Ninety-seven percent (yes, that's 97%) of what happens in an organization is predictable.  It may not be what you want but you can predict it.

That means that there is only 3% that you can't imagine ever happening.

What that also means is that, because there have been oil spills and drilling disasters in the past, the Deepwater Horizon disaster was part of the 97%.  It was predictable.

Even the failure of the blowout preventer was predictable.  After all, they, too, had failed in the past.

As an executive - and with your executive and management team at all levels - you have to look at what is to determine what can be.  You may not like it, but it's predictable.  And that means that, sooner or later, it's going to happen.

The only 3% component of this disaster is, possibly, its extent.  Possibly not.  After all, BP knew what the oil reservoir was that it was drilling into.  Their scientists also knew the pressures and temperatures at which the drilling would be taking place.

All of that was known prior to any of the consequences that are now in play.  That means that the disaster recovery plans were knowingly inadequate too.  And that's a corporate decision.

Third:  Take the hit.

If your organization does something wrong - from a mistakenly filled order to creating a human and environmental disaster - own up to it.  Not just in pretty words - but, consistently, in your actions as well.

BP seemingly continues to try to game the system for its own and its shareholders' purposes.  From using a dispersant known to be illegal for use in the company's home country to requesting a specific judge to oversee all the future cases brought against the company to trying to settle the early and current cases out of court as quickly as possible, all it looks like is that - even while Hayward continues to say that it's BP's responsibility and it is taking all the actions it can to stop the leak - behind the scenes, all he's trying to do is do further damage to and cheat the people most impacted by his company's actions.

If, on the other hand, you take the hit and own up, customers know that when something goes wrong, you're on their side to fix it.  That has a value far beyond any immediate or mid-term gains - because rather than being remembered for what you did wrong, your organization will have the invaluable reputation for one that is committed to making things right.

Which brings me to the fourth lesson - and it is a personal one.

Think about your legacy.

Within and outside your organization - public or private sector - you're going to be remembered for what you do.  It doesn't matter whether it's wholly internal or splashed all over the online and other media.

Did you keep your word?  Were you fair?  Did you bring an integrity to everything within the organization?  Do the people whose lives you touched - within and without - think well of the organization you led because of your leadership?

Corporate responsibility sounds like a typical "blah-blah-blah."  It's not.  It's all about you, who you are and what you stand for.

CEOs, of course, have a responsibility to their shareholders.  But as a corporate leader, executives and managers at every level have a greater responsibility.  That's to the much broader defined population your organization and its products and services touches.
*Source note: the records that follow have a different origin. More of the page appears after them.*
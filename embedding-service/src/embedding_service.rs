//! Shared embedding service.
//!
//! Construct once, wrap in `Arc`, and hand clones to dependents. The backend
//! client is built eagerly from the config, so misconfiguration surfaces at
//! startup instead of on the first user message.
//!
//! # Example
//! ```no_run
//! use std::sync::Arc;
//! use embedding_service::{EmbeddingModelConfig, EmbeddingService};
//!
//! # #[tokio::main]
//! # async fn main() -> Result<(), Box<dyn std::error::Error>> {
//! let svc = Arc::new(EmbeddingService::new(EmbeddingModelConfig::hashing(256))?);
//! let v = svc.embed("mi equipo está lento").await?;
//! assert_eq!(v.len(), 256);
//! # Ok(()) }
//! ```

use tracing::{debug, info};

use crate::{
    config::{embedding_model_config::EmbeddingModelConfig, embedding_provider::EmbeddingProvider},
    error_handler::{EmbeddingError, ProviderError, ProviderErrorKind},
    health_service::{HealthService, HealthStatus},
    services::{
        hashing_service::HashingService, ollama_service::OllamaService,
        open_ai_service::OpenAiService,
    },
};

#[derive(Debug)]
enum Backend {
    Ollama(OllamaService),
    OpenAi(OpenAiService),
    Hashing(HashingService),
}

/// Routes embedding calls to the configured backend.
#[derive(Debug)]
pub struct EmbeddingService {
    cfg: EmbeddingModelConfig,
    backend: Backend,
    health: HealthService,
}

impl EmbeddingService {
    /// Validates `cfg` and builds the matching backend client.
    pub fn new(cfg: EmbeddingModelConfig) -> Result<Self, EmbeddingError> {
        cfg.validate()?;

        let backend = match cfg.provider {
            EmbeddingProvider::Ollama => Backend::Ollama(OllamaService::new(cfg.clone())?),
            EmbeddingProvider::OpenAI => Backend::OpenAi(OpenAiService::new(cfg.clone())?),
            EmbeddingProvider::Hashing => {
                Backend::Hashing(HashingService::new(cfg.dim.unwrap_or_default()))
            }
        };

        info!(
            provider = %cfg.provider,
            model = %cfg.model,
            endpoint = %cfg.endpoint,
            "EmbeddingService initialized"
        );

        Ok(Self {
            health: HealthService::new(cfg.timeout_secs)?,
            cfg,
            backend,
        })
    }

    /// Embeds one text.
    ///
    /// # Errors
    /// [`ProviderErrorKind::EmptyInput`] for blank text on remote backends
    /// (they reject it anyway); transport/provider errors otherwise.
    pub async fn embed(&self, input: &str) -> Result<Vec<f32>, EmbeddingError> {
        debug!(provider = %self.cfg.provider, input_len = input.len(), "embed");
        match &self.backend {
            Backend::Hashing(h) => Ok(h.embeddings(input)),
            Backend::Ollama(_) | Backend::OpenAi(_) if input.trim().is_empty() => Err(
                ProviderError::new(self.cfg.provider, ProviderErrorKind::EmptyInput).into(),
            ),
            Backend::Ollama(o) => o.embeddings(input).await,
            Backend::OpenAi(o) => o.embeddings(input).await,
        }
    }

    /// Health snapshot for the configured backend.
    pub async fn health(&self) -> HealthStatus {
        self.health.check(&self.cfg).await
    }

    pub fn config(&self) -> &EmbeddingModelConfig {
        &self.cfg
    }
}

#[cfg(test)]
mod tests {
    use super::*;

    #[tokio::test]
    async fn hashing_backend_embeds_with_configured_dim() {
        let svc = EmbeddingService::new(EmbeddingModelConfig::hashing(48)).unwrap();
        let v = svc.embed("no tengo red").await.unwrap();
        assert_eq!(v.len(), 48);
    }

    #[test]
    fn invalid_config_fails_fast() {
        assert!(EmbeddingService::new(EmbeddingModelConfig::hashing(0)).is_err());
    }
}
So, when you think corporate responsibility, think your responsibility and legacy.  Think about what your kids would think of you - knowing everything there is to know.  Then think about how you want them to think about you:  honest, trustworthy, thoughtful of others and others' needs.

There's no reason that can't be your corporate legacy.  It can.  But to get there, you have to actively and conscientiously lead your organization there - every step of the way.